Antibiotic resistance
1. What antibiotic resistance is
Definition:
Antibiotic resistance occurs when bacteria evolve mechanisms that allow them to survive exposure to antibiotics that would normally kill them or inhibit growth.
Key idea interviewers like:
Resistance is a natural evolutionary process, but it is accelerated by human behavior.
2. Why it matters (big picture)
Be ready to explain impact, not just biology.
Increased morbidity and mortality
Longer hospital stays
Higher healthcare costs
Limited treatment options (last-line drugs)
Global public health threat (WHO priority)
Strong phrasing:
“Antibiotic resistance threatens the effectiveness of modern medicine, including surgery, chemotherapy, and ICU care.”
3. Core mechanisms of resistance (very high yield)
You don’t need extreme detail—clarity matters more.
A. Enzymatic degradation
Bacteria destroy the drug
Example: β-lactamases (e.g. ESBLs, carbapenemases)
B. Target modification
Antibiotic target changes so drug can’t bind
Example: MRSA (altered penicillin-binding proteins)
C. Reduced permeability
Antibiotic can’t enter the cell
Common in Gram-negative bacteria
D. Efflux pumps
Bacteria actively pump drug out
Seen with tetracyclines, macrolides
Interview tip:
If you can name one example per mechanism, that’s excellent.
4. How resistance spreads
Interviewers love this distinction:
Vertical transmission: mutation passed to daughter cells
Horizontal gene transfer:
Conjugation (plasmids)
Transformation
Transduction
Key phrase:
“Horizontal gene transfer allows resistance to spread rapidly across bacterial species.”

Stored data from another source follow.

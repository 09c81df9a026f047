use crate::api::AppState;
use crate::api::schemas::users::{AuthResponse, Login, Signup};
use crate::error::{AppError, Result};
use axum::{Json, extract::State, extract::rejection::JsonRejection, http::StatusCode, response::IntoResponse};

pub async fn signup(
    State(state): State<AppState>,
    payload: std::result::Result<Json<Signup>, JsonRejection>,
) -> Result<impl IntoResponse> {
    let Json(payload) = payload?;
    let (Some(username), Some(mobile), Some(password)) = (payload.username, payload.mobile, payload.password) else {
        return Err(AppError::BadRequest("Username, mobile number, and password are required".into()));
    };

    let user = state.account_service.signup(&username, mobile, &password).await?;
    Ok((StatusCode::CREATED, Json(AuthResponse { message: "User created successfully", user: (&user).into() })))
}

pub async fn login(
    State(state): State<AppState>,
    payload: std::result::Result<Json<Login>, JsonRejection>,
) -> Result<impl IntoResponse> {
    let Json(payload) = payload?;
    let (Some(mobile), Some(password)) = (payload.mobile, payload.password.filter(|p| !p.is_empty())) else {
        return Err(AppError::BadRequest("Mobile number and password are required".into()));
    };

    let user = state.account_service.login(mobile, &password).await?;
    Ok(Json(AuthResponse { message: "Login successful", user: (&user).into() }))
}
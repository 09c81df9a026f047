#![forbid(unsafe_code)]
#![warn(clippy::all)]
#![warn(clippy::pedantic)]
#![warn(clippy::nursery)]
#![warn(clippy::unwrap_used)]
#![warn(clippy::todo)]
#![warn(clippy::panic)]
#![warn(clippy::dbg_macro)]
#![warn(clippy::print_stdout)]
#![warn(clippy::print_stderr)]
#![warn(clippy::clone_on_ref_ptr)]
#![warn(unreachable_pub)]
#![warn(missing_debug_implementations)]
#![warn(unused_qualifications)]
#![deny(unused_must_use)]

use chatter_server::api::MgmtState;
use chatter_server::config::Config;
use chatter_server::{AppBuilder, adapters, telemetry};
use std::net::SocketAddr;
use tokio::sync::watch;
use tracing::Instrument;

#[tokio::main]
async fn main() -> anyhow::Result<()> {
    let config = Config::load();
    let telemetry_guard = telemetry::init_telemetry(&config.telemetry)?;

    chatter_server::setup_panic_hook();

    let boot_span = tracing::info_span!("boot_server");
    let (api_listener, mgmt_listener, app_router, mgmt_app, pool, shutdown_tx, shutdown_rx) = async {
        // Phase 1: Infrastructure Setup (Resources)
        let pool = adapters::database::init_pool(&config.database).await?;
        chatter_server::run_migrations(&pool).await?;

        let (shutdown_tx, shutdown_rx) = watch::channel(false);
        chatter_server::spawn_signal_handler(shutdown_tx.clone());

        // Phase 2: Component Wiring
        let app = AppBuilder::new(config.clone()).with_database(pool.clone()).build().await?;

        // Phase 3: Runtime Setup (Listeners and Routers)
        let app_router = chatter_server::api::app_router(config.clone(), app.services)?;
        let mgmt_app = chatter_server::api::mgmt_router(MgmtState { health_service: app.health_service });

        let api_addr: SocketAddr = format!("{}:{}", config.server.host, config.server.port).parse()?;
        let mgmt_addr: SocketAddr = format!("{}:{}", config.server.host, config.server.mgmt_port).parse()?;

        tracing::info!(address = %api_addr, "listening");
        tracing::info!(address = %mgmt_addr, "management server listening");

        let api_listener = tokio::net::TcpListener::bind(api_addr).await?;
        let mgmt_listener = tokio::net::TcpListener::bind(mgmt_addr).await?;

        Ok::<_, anyhow::Error>((api_listener, mgmt_listener, app_router, mgmt_app, pool, shutdown_tx, shutdown_rx))
    }
    .instrument(boot_span)
    .await?;

    // Phase 4: Serve
    let mut api_rx = shutdown_rx.clone();
    let api_server = axum::serve(api_listener, app_router.into_make_service_with_connect_info::<SocketAddr>())
        .with_graceful_shutdown(async move {
            let _ = api_rx.wait_for(|&s| s).await;
        });

    let mut mgmt_rx = shutdown_rx.clone();
    let mgmt_server = axum::serve(mgmt_listener, mgmt_app.into_make_service_with_connect_info::<SocketAddr>())
        .with_graceful_shutdown(async move {
            let _ = mgmt_rx.wait_for(|&s| s).await;
        });

    if let Err(e) = tokio::try_join!(api_server, mgmt_server) {
        tracing::error!(error = %e, "Server error");
    }

    // Phase 5: Graceful Shutdown Orchestration
    let _ = shutdown_tx.send(true);
    tokio::select! {
        () = pool.close() => {
            tracing::info!("Database pool closed.");
        }
        () = tokio::time::sleep(std::time::Duration::from_secs(config.server.shutdown_timeout_secs)) => {
            tracing::warn!("Timeout waiting for database connections to close.");
        }
    }

    telemetry_guard.shutdown();
    Ok(())
}
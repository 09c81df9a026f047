use crate::config::{LogFormat, TelemetryConfig};
use opentelemetry::{KeyValue, global};
use opentelemetry_otlp::WithExportConfig;
use opentelemetry_sdk::{
    Resource,
    metrics::{PeriodicReader, SdkMeterProvider},
    propagation::TraceContextPropagator,
    trace::SdkTracerProvider,
};
use opentelemetry_semantic_conventions::resource::{SERVICE_NAME, SERVICE_VERSION};
use tracing_opentelemetry::OpenTelemetryLayer;
use tracing_subscriber::{EnvFilter, Registry, layer::SubscriberExt, util::SubscriberInitExt};

const SERVICE: &str = "chatter-server";

/// Holds the exporting providers so they can be flushed on shutdown.
#[derive(Debug, Default)]
pub struct TelemetryGuard {
    tracer_provider: Option<SdkTracerProvider>,
    meter_provider: Option<SdkMeterProvider>,
}

impl TelemetryGuard {
    /// Flushes and shuts down the OTLP providers, if any were installed.
    pub fn shutdown(self) {
        if let Some(provider) = self.tracer_provider
            && let Err(e) = provider.shutdown()
        {
            tracing::warn!(error = %e, "Failed to shut down tracer provider");
        }
        if let Some(provider) = self.meter_provider
            && let Err(e) = provider.shutdown()
        {
            tracing::warn!(error = %e, "Failed to shut down meter provider");
        }
    }
}

/// Initializes the tracing subscriber and, when an OTLP endpoint is configured,
/// the OpenTelemetry trace and metric pipelines.
///
/// # Errors
/// Returns an error if the OTLP exporters cannot be built.
pub fn init_telemetry(config: &TelemetryConfig) -> anyhow::Result<TelemetryGuard> {
    let filter = EnvFilter::try_from_default_env()
        .unwrap_or_else(|_| "info".into())
        .add_directive("sqlx=warn".parse()?)
        .add_directive("hyper=warn".parse()?);

    let registry = Registry::default().with(filter);
    let mut guard = TelemetryGuard::default();

    let otel_layer = if let Some(endpoint) = &config.otlp_endpoint {
        let resource = Resource::builder()
            .with_attributes(vec![
                KeyValue::new(SERVICE_NAME, SERVICE),
                KeyValue::new(SERVICE_VERSION, env!("CARGO_PKG_VERSION")),
            ])
            .build();

        global::set_text_map_propagator(TraceContextPropagator::new());

        let span_exporter = opentelemetry_otlp::SpanExporter::builder().with_tonic().with_endpoint(endpoint).build()?;
        let tracer_provider =
            SdkTracerProvider::builder().with_resource(resource.clone()).with_batch_exporter(span_exporter).build();
        let tracer = opentelemetry::trace::TracerProvider::tracer(&tracer_provider, SERVICE);
        global::set_tracer_provider(tracer_provider.clone());

        let metric_exporter =
            opentelemetry_otlp::MetricExporter::builder().with_tonic().with_endpoint(endpoint).build()?;
        let reader = PeriodicReader::builder(metric_exporter).build();
        let meter_provider = SdkMeterProvider::builder().with_resource(resource).with_reader(reader).build();
        global::set_meter_provider(meter_provider.clone());

        guard.tracer_provider = Some(tracer_provider);
        guard.meter_provider = Some(meter_provider);

        Some(OpenTelemetryLayer::new(tracer))
    } else {
        None
    };

    // Option<Layer> is itself a Layer, so the OTLP layer composes as a no-op when absent.
    let registry = registry.with(otel_layer);

    match config.log_format {
        LogFormat::Text => registry.with(tracing_subscriber::fmt::layer()).try_init()?,
        LogFormat::Json => registry.with(tracing_subscriber::fmt::layer().json()).try_init()?,
    }

    Ok(guard)
}
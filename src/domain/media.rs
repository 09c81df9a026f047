use crate::domain::message::MessageType;
use thiserror::Error;

pub const IMAGE_MIME_TYPES: &[&str] = &["image/jpeg", "image/jpg", "image/png", "image/gif", "image/webp"];
pub const VIDEO_MIME_TYPES: &[&str] = &["video/mp4", "video/webm", "video/ogg", "video/quicktime"];

#[derive(Debug, Clone, Copy, PartialEq, Eq)]
pub enum MediaKind {
    Image,
    Video,
}

impl MediaKind {
    #[must_use]
    pub const fn message_type(self) -> MessageType {
        match self {
            Self::Image => MessageType::Image,
            Self::Video => MessageType::Video,
        }
    }
}

/// A file that passed the policy, with its MIME type in canonical lowercase.
#[derive(Debug, Clone, PartialEq, Eq)]
pub struct AcceptedMedia {
    pub kind: MediaKind,
    pub mime_type: String,
}

#[derive(Debug, Clone, PartialEq, Eq, Error)]
pub enum MediaRejection {
    #[error("File size too large. Maximum size is {max_mib}MB")]
    SizeExceeded { size: usize, max_mib: usize },
    #[error("Invalid file type {mime_type}. Only images and videos are allowed")]
    UnsupportedType { mime_type: String },
}

/// Size and type gate applied to every upload before any processing.
#[derive(Debug, Clone, Copy)]
pub struct MediaPolicy {
    max_bytes: usize,
}

impl MediaPolicy {
    #[must_use]
    pub const fn new(max_bytes: usize) -> Self {
        Self { max_bytes }
    }

    /// Accepts a file by its declared size and MIME type.
    ///
    /// The size check runs first, so an oversized file is rejected as such
    /// whatever its type. The returned MIME type is lowercased and is the one
    /// the rest of the pipeline should use.
    ///
    /// # Errors
    /// Returns the violated constraint.
    pub fn validate(&self, size: usize, mime_type: &str) -> Result<AcceptedMedia, MediaRejection> {
        if size > self.max_bytes {
            return Err(MediaRejection::SizeExceeded { size, max_mib: self.max_bytes / (1024 * 1024) });
        }

        let mime = mime_type.trim().to_ascii_lowercase();
        let kind = if IMAGE_MIME_TYPES.contains(&mime.as_str()) {
            MediaKind::Image
        } else if VIDEO_MIME_TYPES.contains(&mime.as_str()) {
            MediaKind::Video
        } else {
            return Err(MediaRejection::UnsupportedType { mime_type: mime_type.to_string() });
        };
        Ok(AcceptedMedia { kind, mime_type: mime })
    }
}

/// Extension (with leading dot) used when the client's file name has none.
#[must_use]
pub fn extension_for_mime(mime_type: &str) -> &'static str {
    match mime_type {
        "image/jpeg" | "image/jpg" => ".jpg",
        "image/png" => ".png",
        "image/gif" => ".gif",
        "image/webp" => ".webp",
        "video/mp4" => ".mp4",
        "video/webm" => ".webm",
        "video/ogg" => ".ogv",
        "video/quicktime" => ".mov",
        _ => "",
    }
}

/// Describes a stored media file; returned to the client, which attaches it
/// to the message it sends next.
#[derive(Debug, Clone, PartialEq, Eq)]
pub struct UploadDescriptor {
    pub file_url: String,
    pub thumbnail_url: Option<String>,
    pub file_name: String,
    pub file_size: u64,
    pub mime_type: String,
    pub message_type: MessageType,
}
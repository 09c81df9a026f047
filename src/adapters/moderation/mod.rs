pub mod chat_completions;

use crate::config::ModerationConfig;
use crate::core::moderation::{ContentModerator, DisabledModerator};
use std::sync::Arc;

/// Picks the moderator implementation for this process.
///
/// # Errors
/// Returns an error when moderation is enabled without an API key, or the HTTP
/// client cannot be built.
pub fn from_config(config: &ModerationConfig) -> anyhow::Result<Arc<dyn ContentModerator>> {
    if !config.enabled {
        tracing::info!("Content moderation disabled");
        return Ok(Arc::new(DisabledModerator));
    }

    let api_key = config
        .api_key
        .clone()
        .filter(|k| !k.trim().is_empty())
        .ok_or_else(|| anyhow::anyhow!("moderation is enabled but no API key is configured"))?;

    tracing::info!(model = %config.model, endpoint = %config.endpoint, "Content moderation enabled");
    Ok(Arc::new(chat_completions::ChatCompletionsModerator::new(
        config.endpoint.clone(),
        api_key,
        config.model.clone(),
    )?))
}

#[cfg(test)]
mod tests {
    use super::*;

    fn config(enabled: bool, api_key: Option<&str>) -> ModerationConfig {
        ModerationConfig {
            enabled,
            api_key: api_key.map(str::to_string),
            model: "llama-3.1-8b-instant".into(),
            endpoint: "http://127.0.0.1:9/v1/chat/completions".into(),
            timeout_ms: 1000,
        }
    }

    #[test]
    fn test_disabled_by_default() {
        let moderator = from_config(&config(false, None)).unwrap();
        assert!(!moderator.is_enabled());
    }

    #[test]
    fn test_enabled_requires_key() {
        assert!(from_config(&config(true, None)).is_err());
        assert!(from_config(&config(true, Some("  "))).is_err());
        assert!(from_config(&config(true, Some("k"))).unwrap().is_enabled());
    }
}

5. Major resistant organisms to recognize
You don’t need an exhaustive list—focus on patterns.
Common examples:
MRSA – resistant Gram-positive
VRE – vancomycin resistance
ESBL-producing Enterobacteriaceae
CRE – carbapenem-resistant Enterobacteriaceae
MDR-TB (if global health comes up)
Interview framing:
Mention these as clinical challenges, not trivia.
6. Causes of resistance (this is critical)
Show insight into human behavior.
Overprescribing antibiotics
Inappropriate use for viral infections
Poor patient adherence
Broad-spectrum overuse
Agricultural antibiotic use
Poor infection control
Good phrasing:
“Resistance is driven more by selection pressure than by the drugs themselves.”
7. Antibiotic stewardship (very interview-friendly)
This shows maturity and systems thinking.
Principles:
Right drug
Right dose
Right duration
Right patient
Examples:
Narrowing therapy once cultures return
Avoiding antibiotics for viral infections
De-escalation
Infection prevention measures
8. How to answer common interview questions
“Why is antibiotic resistance increasing?”
Combine biology + behavior:
“While resistance occurs naturally, inappropriate prescribing, broad-spectrum overuse, and global antibiotic exposure have accelerated selection and spread.”
“What can clinicians do?”
“Practice antibiotic stewardship, educate patients, follow infection-control protocols, and use diagnostics to guide therapy.”